Due to computational limitations and numerical problems as well as the virtually nonexistent database of kinetically controlled rates (Pfingsten & Carnahan 1995), the earlier simulation codes that coupled chemistry with transport typically assumed that all geochemical components present in a system were in local equilibrium (Cederberg et al. 1985; Engesgaard & Kipp, 1992; Rubin, 1983; Yeh

& Tripathi 1989). In present days also, equilibrium approaches in reactive transport models are popular due to the accessibility of large geochemical databases and sophisticated software packages (Viswanathan 1999). However, to allow kinetic controlled rate expressions for certain types of reactions, the current trend in reactive transport simulation is to develop combined kinetic and equilibrium transport, mixed equilibrium/kinetic models (Viswanathan 1999) or partial equilibrium transport models (Mayer 1999). This type of approach is not as computationally intense as that of fully kinetic models. Several options are available to add a mixed kinetic/equilibrium reaction capability to reactive transport models. A common technique adopted by mixed equilibrium-kinetic reactive transport codes is the reduction of the number of independent variables by using the idea of chemical components. A set of chemical components or master or primary species is defined as the minimum number of species that uniquely describe a chemical system (Mangold & Tsang 1991). By transporting components rather than species, the number of coupled partial differential equations (PDEs) is reduced. Due to the reduction of mixed partial and ordinary differential equations, the mixed formulation solves for fewer coupled PDEs and will therefore also be computationally more efficient than a fully kinetic formulation (Viswanathan 1996). An alternative to a mixed equilibrium/kinetic approach is to make use of so-called pseudo-kinetic rate expressions like the CHEMFRONTS model developed by Bäverman et al. (1999) does. This also allows relaxing the stringent conditions of local equilibrium.

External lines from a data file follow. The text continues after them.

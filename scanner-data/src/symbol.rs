use crate::error::ScannerError;
use derive_more::Display;
use serde::{Deserialize, Serialize};
use smol_str::SmolStr;
use std::{collections::HashSet, str::FromStr};

/// Symbols scanned when no universe is configured.
pub const DEFAULT_SYMBOLS: [&str; 9] = [
    "BTC/USDT",
    "ETH/USDT",
    "SOL/USDT",
    "XRP/USDT",
    "LTC/USDT",
    "BNB/USDT",
    "DOGE/USDT",
    "ADA/USDT",
    "AVAX/USDT",
];

/// Trading pair in display form, eg/ `BTC/USDT`.
///
/// Gate.io names the same pair `BTC_USDT`, see [`Symbol::exchange_pair`].
#[derive(Clone, Eq, PartialEq, Ord, PartialOrd, Hash, Debug, Display, Deserialize, Serialize)]
pub struct Symbol(SmolStr);

impl Symbol {
    /// Build a [`Symbol`] from a Gate.io currency pair, translating the first `_` into `/`.
    pub fn from_exchange_pair(pair: &str) -> Self {
        Self(SmolStr::new(pair.replacen('_', "/", 1)))
    }

    /// Gate.io currency pair for this symbol, eg/ `BTC_USDT`.
    pub fn exchange_pair(&self) -> String {
        self.0.replacen('/', "_", 1)
    }

    pub fn as_str(&self) -> &str {
        self.0.as_str()
    }
}

impl FromStr for Symbol {
    type Err = ScannerError;

    fn from_str(input: &str) -> Result<Self, Self::Err> {
        let input = input.trim();
        match input.split_once('/') {
            Some((base, quote)) if !base.is_empty() && !quote.is_empty() => {
                Ok(Self(SmolStr::new(input.to_uppercase())))
            }
            _ => Err(ScannerError::InvalidSymbol(input.to_string())),
        }
    }
}

impl AsRef<str> for Symbol {
    fn as_ref(&self) -> &str {
        self.as_str()
    }
}

/// The fixed symbol universe used when nothing else is configured.
pub fn default_universe() -> Vec<Symbol> {
    DEFAULT_SYMBOLS
        .iter()
        .map(|symbol| Symbol(SmolStr::new_static(symbol)))
        .collect()
}

/// Parse a comma separated list of symbols, eg/ `"BTC/USDT, ETH/USDT"`.
pub fn parse_universe(input: &str) -> Result<Vec<Symbol>, ScannerError> {
    let symbols = input
        .split(',')
        .filter(|part| !part.trim().is_empty())
        .map(Symbol::from_str)
        .collect::<Result<Vec<_>, _>>()?;

    if symbols.is_empty() {
        return Err(ScannerError::InvalidConfig(
            "symbol universe must not be empty".to_string(),
        ));
    }

    if let Some(duplicate) = find_duplicate(&symbols) {
        return Err(ScannerError::InvalidConfig(format!(
            "symbol {duplicate} listed more than once"
        )));
    }

    Ok(symbols)
}

/// First symbol appearing more than once in `symbols`, if any.
pub fn find_duplicate(symbols: &[Symbol]) -> Option<&Symbol> {
    let mut seen = HashSet::with_capacity(symbols.len());
    symbols.iter().find(|symbol| !seen.insert(*symbol))
}
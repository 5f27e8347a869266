use crate::{
    symbol::Symbol,
    ticker::{TickerCache, TickerStat},
};
use serde::{Deserialize, Serialize};

/// Minimum thresholds a symbol must meet to be visible, combined with logical AND.
#[derive(Clone, Copy, PartialEq, Debug, Default, Deserialize, Serialize)]
pub struct FilterCriteria {
    pub min_volume: f64,
    pub min_change: f64,
    pub min_trades: u64,
}

impl FilterCriteria {
    pub fn new(min_volume: f64, min_change: f64, min_trades: u64) -> Self {
        Self {
            min_volume,
            min_change,
            min_trades,
        }
    }

    /// Predicate for one symbol. A missing ticker never excludes on volume or change.
    pub fn admits(&self, trade_count: u64, ticker: Option<&TickerStat>) -> bool {
        trade_count >= self.min_trades
            && ticker.is_none_or(|stat| {
                stat.volume_24h >= self.min_volume && stat.change_24h >= self.min_change
            })
    }
}

/// Ordered subset of `universe` admitted by `criteria`, declaration order preserved.
pub fn filter_symbols<F>(
    universe: &[Symbol],
    trade_count: F,
    tickers: &TickerCache,
    criteria: &FilterCriteria,
) -> Vec<Symbol>
where
    F: Fn(&Symbol) -> u64,
{
    universe
        .iter()
        .filter(|symbol| criteria.admits(trade_count(symbol), tickers.get(symbol)))
        .cloned()
        .collect()
}
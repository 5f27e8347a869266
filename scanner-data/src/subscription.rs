use crate::symbol::Symbol;
use derive_more::{Constructor, Display};
use serde::{Deserialize, Serialize};

/// Category of stream a connection is subscribed to.
#[derive(
    Copy, Clone, Eq, PartialEq, Ord, PartialOrd, Hash, Debug, Display, Deserialize, Serialize,
)]
pub enum ChannelKind {
    #[display("trades")]
    Trades,
    #[display("order_book")]
    OrderBook,
}

/// Everything a connection needs to subscribe: the symbol, the channel kind and any
/// channel specific parameter (eg/ the order book update interval).
#[derive(Clone, Eq, PartialEq, Hash, Debug, Constructor, Deserialize, Serialize)]
pub struct Subscription {
    pub symbol: Symbol,
    pub kind: ChannelKind,
    pub interval: Option<String>,
}

impl Subscription {
    /// Trade event subscription for `symbol`.
    pub fn trades(symbol: Symbol) -> Self {
        Self::new(symbol, ChannelKind::Trades, None)
    }

    /// Order book update subscription for `symbol` at the provided cadence, eg/ `100ms`.
    pub fn order_book(symbol: Symbol, interval: impl Into<String>) -> Self {
        Self::new(symbol, ChannelKind::OrderBook, Some(interval.into()))
    }

    /// Key used by the connection manager to enforce one connection per pair.
    pub fn key(&self) -> (Symbol, ChannelKind) {
        (self.symbol.clone(), self.kind)
    }
}
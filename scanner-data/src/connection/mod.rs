//! Per-symbol stream connection lifecycle.
//!
//! The [`ConnectionManager`] exclusively owns every [`ConnectionHandle`], at most one per
//! (symbol, channel) pair. Connection tasks never touch scanner state: they forward
//! [`StreamEvent`]s tagged with their [`HandleId`], and events from a handle that has since
//! been closed are rejected by [`ConnectionManager::accept`].

use crate::{
    books::OrderBookUpdate,
    error::ScannerError,
    subscription::{ChannelKind, Subscription},
    symbol::Symbol,
};
use derive_more::Display;
use std::collections::HashMap;
use tokio::sync::mpsc;
use tokio_util::sync::CancellationToken;
use tracing::{debug, info, warn};

/// Gate.io WebSocket connection task.
pub mod gate;

/// Unique, monotonically increasing identifier of one opened connection.
#[derive(Copy, Clone, Eq, PartialEq, Ord, PartialOrd, Hash, Debug, Display)]
pub struct HandleId(pub u64);

/// Connection status updates
#[derive(Debug, Clone, Copy, PartialEq, Eq)]
pub enum ConnectionStatus {
    Connecting,
    Connected,
    Disconnected,
}

/// Event forwarded from a connection task to the scanner engine.
#[derive(Debug, Clone, PartialEq)]
pub struct StreamEvent {
    pub handle: HandleId,
    pub symbol: Symbol,
    pub channel: ChannelKind,
    pub kind: StreamEventKind,
}

#[derive(Debug, Clone, PartialEq)]
pub enum StreamEventKind {
    /// Connection established and subscribe request sent.
    Connected,
    /// One trade data frame.
    Trade,
    /// One order book data frame.
    OrderBook(OrderBookUpdate),
    /// Connection failed or closed unexpectedly. It will not be retried.
    Disconnected(Option<ScannerError>),
}

/// Transport seam: starts a connection task for `subscription` that forwards events tagged
/// with `handle` until `cancel` fires or the connection ends.
pub trait Connector: Send + Sync {
    fn connect(
        &self,
        handle: HandleId,
        subscription: Subscription,
        events: mpsc::Sender<StreamEvent>,
        cancel: CancellationToken,
    );
}

/// One live stream connection.
#[derive(Debug)]
pub struct ConnectionHandle {
    pub id: HandleId,
    pub subscription: Subscription,
    pub status: ConnectionStatus,
    cancel: CancellationToken,
}

impl ConnectionHandle {
    fn close(&self) {
        self.cancel.cancel();
    }
}

pub struct ConnectionManager<C> {
    connector: C,
    events: mpsc::Sender<StreamEvent>,
    root: CancellationToken,
    handles: HashMap<(Symbol, ChannelKind), ConnectionHandle>,
    next_id: u64,
}

impl<C> ConnectionManager<C>
where
    C: Connector,
{
    pub fn new(connector: C, events: mpsc::Sender<StreamEvent>) -> Self {
        Self {
            connector,
            events,
            root: CancellationToken::new(),
            handles: HashMap::new(),
            next_id: 0,
        }
    }

    /// Open a connection for `subscription`, closing any prior handle for the same pair first.
    pub fn open(&mut self, subscription: Subscription) -> HandleId {
        let key = subscription.key();
        if let Some(prior) = self.handles.remove(&key) {
            debug!(handle = %prior.id, symbol = %key.0, channel = %key.1, "replacing connection");
            prior.close();
        }

        self.next_id += 1;
        let id = HandleId(self.next_id);
        let cancel = self.root.child_token();

        debug!(handle = %id, symbol = %key.0, channel = %key.1, "opening connection");
        self.connector
            .connect(id, subscription.clone(), self.events.clone(), cancel.clone());

        self.handles.insert(
            key,
            ConnectionHandle {
                id,
                subscription,
                status: ConnectionStatus::Connecting,
                cancel,
            },
        );

        id
    }

    /// Close the connection for (`symbol`, `channel`). Returns false if none was open.
    pub fn close(&mut self, symbol: &Symbol, channel: ChannelKind) -> bool {
        match self.handles.remove(&(symbol.clone(), channel)) {
            Some(handle) => {
                debug!(handle = %handle.id, %symbol, %channel, "closing connection");
                handle.close();
                true
            }
            None => false,
        }
    }

    /// Close every open connection.
    pub fn close_all(&mut self) {
        if !self.handles.is_empty() {
            info!(connections = self.handles.len(), "closing all connections");
        }
        for (_, handle) in self.handles.drain() {
            handle.close();
        }
    }

    /// Check `event` comes from a live handle and apply any status change it carries.
    ///
    /// Returns false for events from closed or replaced handles, which must be ignored.
    pub fn accept(&mut self, event: &StreamEvent) -> bool {
        let Some(handle) = self.handles.get_mut(&(event.symbol.clone(), event.channel)) else {
            return false;
        };
        if handle.id != event.handle {
            return false;
        }

        match &event.kind {
            StreamEventKind::Connected => {
                handle.status = ConnectionStatus::Connected;
            }
            StreamEventKind::Disconnected(error) => {
                warn!(
                    handle = %handle.id,
                    symbol = %event.symbol,
                    channel = %event.channel,
                    error = ?error,
                    "connection lost, not retrying until resume"
                );
                handle.status = ConnectionStatus::Disconnected;
            }
            StreamEventKind::Trade | StreamEventKind::OrderBook(_) => {}
        }

        true
    }

    pub fn is_open(&self, symbol: &Symbol, channel: ChannelKind) -> bool {
        self.handles.contains_key(&(symbol.clone(), channel))
    }

    pub fn handle(&self, symbol: &Symbol, channel: ChannelKind) -> Option<&ConnectionHandle> {
        self.handles.get(&(symbol.clone(), channel))
    }

    pub fn status(&self, symbol: &Symbol, channel: ChannelKind) -> Option<ConnectionStatus> {
        self.handle(symbol, channel).map(|handle| handle.status)
    }

    /// Symbols with an open connection on `channel`.
    pub fn open_symbols(&self, channel: ChannelKind) -> Vec<Symbol> {
        self.handles
            .keys()
            .filter(|(_, kind)| *kind == channel)
            .map(|(symbol, _)| symbol.clone())
            .collect()
    }

    pub fn len(&self) -> usize {
        self.handles.len()
    }

    pub fn is_empty(&self) -> bool {
        self.handles.is_empty()
    }
}

impl<C> Drop for ConnectionManager<C> {
    fn drop(&mut self) {
        self.root.cancel();
    }
}
use crate::subscription::ChannelKind;
use serde::Serialize;

/// Type that defines how to translate a scanner [`ChannelKind`] into a Gate.io channel to be
/// subscribed to.
///
/// See docs: <https://www.gate.io/docs/developers/apiv4/ws/en/>
#[derive(Copy, Clone, Eq, PartialEq, Ord, PartialOrd, Hash, Debug, Serialize)]
pub struct GateChannel(pub &'static str);

impl GateChannel {
    /// Gate.io real-time spot trades channel name.
    ///
    /// See docs: <https://www.gate.io/docs/developers/apiv4/ws/en/#public-trades-channel>
    pub const TRADES: Self = Self("spot.trades");

    /// Gate.io spot order book update channel name.
    ///
    /// See docs: <https://www.gate.io/docs/developers/apiv4/ws/en/#changed-order-book-levels>
    pub const ORDER_BOOK_UPDATE: Self = Self("spot.order_book_update");
}

impl From<ChannelKind> for GateChannel {
    fn from(kind: ChannelKind) -> Self {
        match kind {
            ChannelKind::Trades => GateChannel::TRADES,
            ChannelKind::OrderBook => GateChannel::ORDER_BOOK_UPDATE,
        }
    }
}

impl AsRef<str> for GateChannel {
    fn as_ref(&self) -> &str {
        self.0
    }
}
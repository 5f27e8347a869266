use super::{Connector, HandleId, StreamEvent, StreamEventKind};
use crate::{
    books::OrderBookUpdate,
    error::ScannerError,
    exchange::gate::{GateMessage, GateSubscribeRequest, book::GateOrderBookUpdate},
    subscription::{ChannelKind, Subscription},
};
use futures::{SinkExt, StreamExt};
use tokio::sync::mpsc;
use tokio_tungstenite::{connect_async, tungstenite::Message};
use tokio_util::sync::CancellationToken;
use tracing::{debug, error, info, warn};

/// [`Connector`] opening one Gate.io spot WebSocket per subscription.
#[derive(Debug, Clone)]
pub struct GateConnector {
    url: String,
}

impl GateConnector {
    pub fn new(url: impl Into<String>) -> Self {
        Self { url: url.into() }
    }

    pub fn url(&self) -> &str {
        &self.url
    }
}

impl Connector for GateConnector {
    fn connect(
        &self,
        handle: HandleId,
        subscription: Subscription,
        events: mpsc::Sender<StreamEvent>,
        cancel: CancellationToken,
    ) {
        let url = self.url.clone();
        tokio::spawn(async move {
            run_gate_connection(url, handle, subscription, events, cancel).await;
        });
    }
}

/// Drive a single Gate.io connection until it is cancelled, closed, or fails.
///
/// Failures are reported once as [`StreamEventKind::Disconnected`] and never retried. A
/// cancelled connection sends a close frame and exits without reporting anything.
pub async fn run_gate_connection(
    url: String,
    handle: HandleId,
    subscription: Subscription,
    events: mpsc::Sender<StreamEvent>,
    cancel: CancellationToken,
) {
    let symbol = subscription.symbol.clone();
    let channel = subscription.kind;
    let event = |kind| StreamEvent {
        handle,
        symbol: symbol.clone(),
        channel,
        kind,
    };

    let connected = tokio::select! {
        _ = cancel.cancelled() => return,
        connected = connect_async(url.as_str()) => connected,
    };

    let ws_stream = match connected {
        Ok((ws_stream, _)) => ws_stream,
        Err(e) => {
            error!(%handle, %symbol, %channel, "Failed to connect to {}: {}", url, e);
            let _ = events
                .send(event(StreamEventKind::Disconnected(Some(e.into()))))
                .await;
            return;
        }
    };

    let (mut write, mut read) = ws_stream.split();

    let request = GateSubscribeRequest::from(&subscription);
    let payload = match serde_json::to_string(&request) {
        Ok(payload) => payload,
        Err(e) => {
            let error = ScannerError::Deserialise {
                entity: "GateSubscribeRequest",
                error: e.to_string(),
            };
            let _ = events
                .send(event(StreamEventKind::Disconnected(Some(error))))
                .await;
            return;
        }
    };

    if let Err(e) = write.send(Message::Text(payload.into())).await {
        warn!(%handle, %symbol, %channel, "Failed to send subscribe request: {}", e);
        let _ = events
            .send(event(StreamEventKind::Disconnected(Some(e.into()))))
            .await;
        return;
    }

    info!(%handle, %symbol, %channel, "Subscribed on {}", url);
    if events.send(event(StreamEventKind::Connected)).await.is_err() {
        return;
    }

    loop {
        tokio::select! {
            biased;

            _ = cancel.cancelled() => {
                debug!(%handle, %symbol, %channel, "connection cancelled");
                let _ = write.send(Message::Close(None)).await;
                return;
            }

            message = read.next() => {
                let kind = match message {
                    Some(Ok(Message::Text(text))) => match parse_frame(channel, &text) {
                        Some(kind) => kind,
                        None => continue,
                    },
                    Some(Ok(Message::Close(frame))) => {
                        info!(%handle, %symbol, %channel, ?frame, "Server closed connection");
                        StreamEventKind::Disconnected(None)
                    }
                    Some(Ok(_)) => continue,
                    Some(Err(e)) => {
                        let error = ScannerError::from(e);
                        if !error.is_terminal() {
                            warn!(
                                %handle,
                                %symbol,
                                %channel,
                                %error,
                                "Skipping non-terminal WebSocket error"
                            );
                            continue;
                        }
                        error!(%handle, %symbol, %channel, %error, "WebSocket error");
                        StreamEventKind::Disconnected(Some(error))
                    }
                    None => {
                        info!(%handle, %symbol, %channel, "WebSocket stream ended");
                        StreamEventKind::Disconnected(None)
                    }
                };

                let terminal = matches!(kind, StreamEventKind::Disconnected(_));
                if events.send(event(kind)).await.is_err() {
                    debug!(%handle, "Event receiver dropped, stopping connection");
                    return;
                }
                if terminal {
                    return;
                }
            }
        }
    }
}

/// Map one text frame to the event it produces on `channel`.
///
/// Acknowledgements, error frames and malformed payloads produce nothing.
pub fn parse_frame(channel: ChannelKind, text: &str) -> Option<StreamEventKind> {
    let body = match serde_json::from_str::<GateMessage>(text) {
        Ok(GateMessage::Update(body)) => body,
        Ok(GateMessage::Ignore) => return None,
        Err(e) => {
            debug!(%channel, "Failed to parse message: {}", e);
            return None;
        }
    };

    match channel {
        ChannelKind::Trades => Some(StreamEventKind::Trade),
        ChannelKind::OrderBook => {
            let update = serde_json::from_value::<GateOrderBookUpdate>(body)
                .map_err(|e| ScannerError::Deserialise {
                    entity: "GateOrderBookUpdate",
                    error: e.to_string(),
                })
                .and_then(OrderBookUpdate::try_from);

            match update {
                Ok(update) => Some(StreamEventKind::OrderBook(update)),
                Err(error) => {
                    debug!(%channel, %error, "discarding malformed order book frame");
                    None
                }
            }
        }
    }
}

In sum, consideration of not only equilibrium but also kinetic chemistry, along with the hydrologic transport and the interaction between fluid flow and reactive transport is necessary to be able to reflect the complexity of many real systems (Yeh et al. 2001). Due to the current existence of a considerable body of knowledge of mineral kinetic rate constants, the increase in relatively inexpensive computational resources as well as developments in formulating chemical rate expressions, in recent years, a number of kinetic controlled reactions are possible to include in a simulation along with equilibrium reactions while achieving results in a reasonable time.